*INFORMATION SHOWN*:
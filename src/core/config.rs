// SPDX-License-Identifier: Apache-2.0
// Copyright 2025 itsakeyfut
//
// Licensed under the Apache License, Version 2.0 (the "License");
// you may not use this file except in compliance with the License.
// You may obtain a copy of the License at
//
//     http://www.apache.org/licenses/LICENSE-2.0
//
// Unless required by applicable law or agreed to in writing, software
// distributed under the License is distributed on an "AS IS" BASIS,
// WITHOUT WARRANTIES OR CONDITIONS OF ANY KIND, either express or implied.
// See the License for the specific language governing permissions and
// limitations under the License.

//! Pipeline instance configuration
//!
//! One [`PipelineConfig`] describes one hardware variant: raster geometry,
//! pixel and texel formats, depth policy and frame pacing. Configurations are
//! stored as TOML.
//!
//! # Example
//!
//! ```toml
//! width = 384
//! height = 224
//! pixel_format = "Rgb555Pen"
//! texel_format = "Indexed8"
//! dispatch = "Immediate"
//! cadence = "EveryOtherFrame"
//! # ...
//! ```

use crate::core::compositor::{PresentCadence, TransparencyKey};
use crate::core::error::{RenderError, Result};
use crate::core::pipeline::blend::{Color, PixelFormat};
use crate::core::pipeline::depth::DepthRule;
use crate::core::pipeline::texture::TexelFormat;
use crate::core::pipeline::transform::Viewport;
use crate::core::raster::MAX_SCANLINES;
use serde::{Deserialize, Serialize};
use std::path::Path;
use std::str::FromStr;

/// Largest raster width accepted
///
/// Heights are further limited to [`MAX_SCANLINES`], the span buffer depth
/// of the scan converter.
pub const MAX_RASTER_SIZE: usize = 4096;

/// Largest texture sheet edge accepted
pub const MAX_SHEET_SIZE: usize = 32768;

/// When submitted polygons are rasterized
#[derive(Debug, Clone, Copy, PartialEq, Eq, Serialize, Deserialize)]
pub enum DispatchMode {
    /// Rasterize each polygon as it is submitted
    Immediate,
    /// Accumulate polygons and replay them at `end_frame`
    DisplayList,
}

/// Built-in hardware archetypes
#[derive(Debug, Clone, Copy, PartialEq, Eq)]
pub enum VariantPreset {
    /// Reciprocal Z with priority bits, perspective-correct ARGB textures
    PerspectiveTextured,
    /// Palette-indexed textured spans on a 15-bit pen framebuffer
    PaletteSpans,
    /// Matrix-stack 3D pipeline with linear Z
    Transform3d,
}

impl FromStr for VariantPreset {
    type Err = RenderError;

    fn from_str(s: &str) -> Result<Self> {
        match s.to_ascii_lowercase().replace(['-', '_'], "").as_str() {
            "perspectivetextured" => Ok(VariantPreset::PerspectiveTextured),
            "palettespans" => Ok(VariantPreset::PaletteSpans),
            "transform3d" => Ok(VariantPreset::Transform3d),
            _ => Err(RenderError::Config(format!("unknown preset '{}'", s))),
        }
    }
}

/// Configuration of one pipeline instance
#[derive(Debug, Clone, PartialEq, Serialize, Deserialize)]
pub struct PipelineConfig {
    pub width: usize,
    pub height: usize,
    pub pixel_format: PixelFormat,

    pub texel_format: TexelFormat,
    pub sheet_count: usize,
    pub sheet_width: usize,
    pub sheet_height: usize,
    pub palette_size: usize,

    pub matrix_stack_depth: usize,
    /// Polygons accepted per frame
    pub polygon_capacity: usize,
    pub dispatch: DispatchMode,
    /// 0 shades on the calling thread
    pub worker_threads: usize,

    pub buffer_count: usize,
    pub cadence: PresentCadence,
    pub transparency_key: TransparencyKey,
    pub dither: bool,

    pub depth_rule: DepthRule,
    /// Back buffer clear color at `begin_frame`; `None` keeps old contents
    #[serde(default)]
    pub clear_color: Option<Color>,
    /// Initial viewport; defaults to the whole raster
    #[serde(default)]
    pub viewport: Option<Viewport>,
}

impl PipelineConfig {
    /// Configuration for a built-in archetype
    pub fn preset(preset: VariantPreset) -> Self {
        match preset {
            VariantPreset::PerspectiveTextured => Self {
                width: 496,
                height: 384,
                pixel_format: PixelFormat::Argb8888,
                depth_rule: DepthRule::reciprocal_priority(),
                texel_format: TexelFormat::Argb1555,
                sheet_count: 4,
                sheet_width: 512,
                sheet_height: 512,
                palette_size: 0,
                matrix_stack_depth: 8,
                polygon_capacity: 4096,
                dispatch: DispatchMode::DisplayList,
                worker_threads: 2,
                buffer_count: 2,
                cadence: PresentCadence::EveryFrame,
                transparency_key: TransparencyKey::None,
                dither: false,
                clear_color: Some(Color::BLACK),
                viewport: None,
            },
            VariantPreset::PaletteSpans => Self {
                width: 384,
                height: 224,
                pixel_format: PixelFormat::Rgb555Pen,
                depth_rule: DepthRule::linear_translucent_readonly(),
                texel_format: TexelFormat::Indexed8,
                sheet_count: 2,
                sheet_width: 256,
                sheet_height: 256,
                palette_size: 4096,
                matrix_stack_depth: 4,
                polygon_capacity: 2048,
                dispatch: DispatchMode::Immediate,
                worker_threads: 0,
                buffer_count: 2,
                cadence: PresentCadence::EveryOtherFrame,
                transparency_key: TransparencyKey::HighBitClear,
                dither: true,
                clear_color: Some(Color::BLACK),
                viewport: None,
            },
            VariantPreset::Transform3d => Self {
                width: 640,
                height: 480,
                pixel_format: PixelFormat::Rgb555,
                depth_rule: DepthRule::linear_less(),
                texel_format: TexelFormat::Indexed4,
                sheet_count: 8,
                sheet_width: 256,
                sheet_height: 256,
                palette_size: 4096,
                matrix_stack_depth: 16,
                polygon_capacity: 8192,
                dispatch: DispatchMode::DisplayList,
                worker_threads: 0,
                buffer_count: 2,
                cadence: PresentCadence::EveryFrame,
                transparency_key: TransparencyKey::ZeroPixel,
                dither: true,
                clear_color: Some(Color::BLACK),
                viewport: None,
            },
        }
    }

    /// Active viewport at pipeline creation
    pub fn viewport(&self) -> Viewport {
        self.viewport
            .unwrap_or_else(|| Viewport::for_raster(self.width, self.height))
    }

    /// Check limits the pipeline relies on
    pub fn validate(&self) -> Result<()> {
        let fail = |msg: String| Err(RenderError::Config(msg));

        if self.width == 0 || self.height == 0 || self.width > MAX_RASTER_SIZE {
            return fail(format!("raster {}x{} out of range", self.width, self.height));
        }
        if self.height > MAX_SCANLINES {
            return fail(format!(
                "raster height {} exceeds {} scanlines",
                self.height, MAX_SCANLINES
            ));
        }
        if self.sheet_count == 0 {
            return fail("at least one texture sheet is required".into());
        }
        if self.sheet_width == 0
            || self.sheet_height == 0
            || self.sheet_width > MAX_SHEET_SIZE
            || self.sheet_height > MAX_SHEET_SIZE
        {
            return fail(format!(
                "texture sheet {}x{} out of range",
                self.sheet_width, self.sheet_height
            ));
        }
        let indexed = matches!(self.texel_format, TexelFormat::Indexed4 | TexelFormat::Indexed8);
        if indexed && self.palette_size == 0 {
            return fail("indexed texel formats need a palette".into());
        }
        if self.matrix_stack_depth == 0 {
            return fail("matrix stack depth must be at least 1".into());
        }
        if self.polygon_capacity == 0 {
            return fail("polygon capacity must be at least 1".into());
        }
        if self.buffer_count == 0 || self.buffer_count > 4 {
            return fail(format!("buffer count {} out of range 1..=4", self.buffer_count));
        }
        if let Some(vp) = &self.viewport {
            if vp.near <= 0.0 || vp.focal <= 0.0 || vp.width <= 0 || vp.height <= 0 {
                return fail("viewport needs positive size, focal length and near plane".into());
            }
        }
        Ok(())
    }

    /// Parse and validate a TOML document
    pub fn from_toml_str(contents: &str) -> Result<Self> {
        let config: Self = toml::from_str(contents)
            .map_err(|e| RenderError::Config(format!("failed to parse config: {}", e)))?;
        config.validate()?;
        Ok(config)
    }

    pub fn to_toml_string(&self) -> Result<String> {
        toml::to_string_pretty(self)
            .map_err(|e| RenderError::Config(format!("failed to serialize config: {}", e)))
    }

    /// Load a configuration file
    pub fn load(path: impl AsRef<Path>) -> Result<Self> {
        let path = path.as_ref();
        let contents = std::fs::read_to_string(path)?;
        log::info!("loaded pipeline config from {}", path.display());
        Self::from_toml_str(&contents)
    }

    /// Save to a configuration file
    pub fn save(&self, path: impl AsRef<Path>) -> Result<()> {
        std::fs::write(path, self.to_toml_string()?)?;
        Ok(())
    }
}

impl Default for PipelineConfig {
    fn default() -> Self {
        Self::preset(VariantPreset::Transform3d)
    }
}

*EXERCISE DIRECTIONS*:
Return the lines exactly as they stand, please. Start at the top of the material and finish with the line where "express or implied." appears.

*SOLVED EXERCISE*:
filename src/core/config.rs
// SPDX-License-Identifier: Apache-2.0
// Copyright 2025 itsakeyfut
//
// Licensed under the Apache License, Version 2.0 (the "License");
// you may not use this file except in compliance with the License.
// You may obtain a copy of the License at
//
//     http://www.apache.org/licenses/LICENSE-2.0
//
// Unless required by applicable law or agreed to in writing, software
// distributed under the License is distributed on an "AS IS" BASIS,
// WITHOUT WARRANTIES OR CONDITIONS OF ANY KIND, either express or implied.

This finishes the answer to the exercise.